Renata dan Noel sudah seperti artis papan atas saja,dimana mereka sudah menjadi buah bibir di kalangan pekerja resto.Renata yang sejatinya pendiam,tak pernah sedikitpun dekat dengan pria manapun tetiba sekarang kedapatan datang bareng bersama dengan seorang pria.
Perihal Alek dan Fahri, mereka berdua lah yang berusaha dekat dengan renata bukan Renata yang sengaja mendekati mereka bahkan tak pernah terucap kata cinta darinya.Fahri dan Alek saja,yang menasbihkan diri mencintai pramusaji pendiam mereka, primadona karena kecantikan dan sikap nya.
Riuh terdengar bergosip tentang Renata yang kali ini bukan masalah pelakor seperti yang sudah terjadi tidak pula membahas klarifikasi dari Alifa,menyanggah pernyataannya tentang renata.
Gosip itu telah menyebar,mendahului kabar baik mengenai bantahan,tuduhan dan fitnah untu Renata.Gosip itu telah berubah dengan kedatangan renata bersama dengan seorang pria,tak lain dan tak bukan Noel Arga Winata.Karyawan baru namun culun.
"Apa hubungannya Renata dengan Noel?".
"Apa dia sengaja jalan berdua,datang kesini untuk membantah video yang sudah terlanjur viral?".
"Tapi, dengar-dengar renata itu bukan pelakor,tapi renata yang lainnya ".
Rekan kerja renata,sibuk bergosip tentang dirinya.Kemarin sibuk menggosipkan dia sebagai pelakor sekarang dia kena fitnah lagi seakan tak ada habisnya untuk di bicarakan, membahas tentang renata seperti menarik di bahas.
Bertepatan dengan riuh rendah rekan kerjanya asyik bergosip tentang dirinya seperti ibu-ibu yang menawar barang di pasar, seperti suara lebah bergemuruh dan seperti ibu-ibu mengantri minyak gratis.Renata kebetulan lewat di hadapan mereka.Sontsk saja perhatikan mereka tertuju pada diri renata.
Dia yang mendapatkan tatapan penasaran,dia pula yang berjalan begitu santai nya seperti tidak terjadi apa-apa padahal dia sendiri dengan jelas mendengar ucapan mereka tentang dirinya.
"Berbicaralah sesuka hati kalian bila perlu sampai kalian puas,nanti juga Kalian sendiri yang malu".Gumam Renata, tersenyum sinis.
"Kenyataan mereka tak punya urat malu".Kata seorang pria, berdiri tak jauh dari Renata.
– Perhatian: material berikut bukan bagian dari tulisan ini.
#![no_main]

use dnsq_client::dns::Message;
use libfuzzer_sys::{Corpus, fuzz_target};

fuzz_target!(|data: &[u8]| -> Corpus {
    if let Ok(m) = Message::from_bytes(data) {
        let bytes = m.to_bytes().unwrap();
        Message::from_bytes(&bytes).unwrap();
        Corpus::Keep
    } else {
        Corpus::Reject
    }
});
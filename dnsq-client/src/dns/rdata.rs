use crate::core::DnsqError;
use crate::dns::core::RecordType;
use crate::dns::name::Name;
use crate::dns::wire::{ByteCursor, ByteWriter};
use byteorder::{NetworkEndian, WriteBytesExt};
use std::collections::HashMap;
use std::fmt::{self, Display};
use std::io::Write;
use std::net::{Ipv4Addr, Ipv6Addr};
use std::sync::OnceLock;

#[derive(Debug, Clone, Eq, PartialEq)]
pub enum RecordData {
    A(RecordDataA),
    NS(RecordDataNS),
    CNAME(RecordDataCNAME),
    SOA(RecordDataSOA),
    PTR(RecordDataPTR),
    MX(RecordDataMX),
    TXT(RecordDataTXT),
    AAAA(RecordDataAAAA),
    SRV(RecordDataSRV),
    OPT(RecordDataOpt),
    Unknown(RecordDataUnknown),
}

impl RecordData {
    pub fn size(&self) -> usize {
        match self {
            Self::A(rd) => rd.size(),
            Self::NS(rd) => rd.size(),
            Self::CNAME(rd) => rd.size(),
            Self::SOA(rd) => rd.size(),
            Self::PTR(rd) => rd.size(),
            Self::MX(rd) => rd.size(),
            Self::TXT(rd) => rd.size(),
            Self::AAAA(rd) => rd.size(),
            Self::SRV(rd) => rd.size(),
            Self::OPT(rd) => rd.size(),
            Self::Unknown(rd) => rd.size(),
        }
    }
}

impl Display for RecordData {
    fn fmt(&self, f: &mut fmt::Formatter<'_>) -> fmt::Result {
        match self {
            RecordData::A(rd) => Display::fmt(rd, f),
            RecordData::NS(rd) => Display::fmt(rd, f),
            RecordData::CNAME(rd) => Display::fmt(rd, f),
            RecordData::SOA(rd) => Display::fmt(rd, f),
            RecordData::PTR(rd) => Display::fmt(rd, f),
            RecordData::MX(rd) => Display::fmt(rd, f),
            RecordData::TXT(rd) => Display::fmt(rd, f),
            RecordData::AAAA(rd) => Display::fmt(rd, f),
            RecordData::SRV(rd) => Display::fmt(rd, f),
            RecordData::OPT(rd) => Display::fmt(rd, f),
            RecordData::Unknown(rd) => Display::fmt(rd, f),
        }
    }
}

/// Reads record data for a type from a cursor limited to the record data.
pub type DecodeFn = fn(&mut ByteCursor<'_>) -> Result<RecordData, DnsqError>;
"Tapi, kenyataan kan?,kalau punya urat malu gak mungkin berani membicarakan kamu?".
Tatapan tajam dia layangkan untuk karyawan baru yang sombong dan main nyelonong aja.Renata tak terima karyawan baru itu terus mengusik hidupnya bahkan berani menimpali ucapan nya, padahal sudah jelas dia berusaha untuk memelankan ucapan nya agar tak terdengar oleh karyawan culun bon songong.
Bagaimana lah Noel alias Deon tidak bersikap songong jika dia dengan seenaknya main mencampuri urusan dirinya,lihat lah pula Deon yang berdiri dengan angkuhnya seperti tak ada takutnya dia.
Jika karyawan baru umumnya akan bersikap hormat pada seniornya,ada rasa takut dan segan tapi tidak dengan Noel.Sikapnya seperti orang yang punya resto saja.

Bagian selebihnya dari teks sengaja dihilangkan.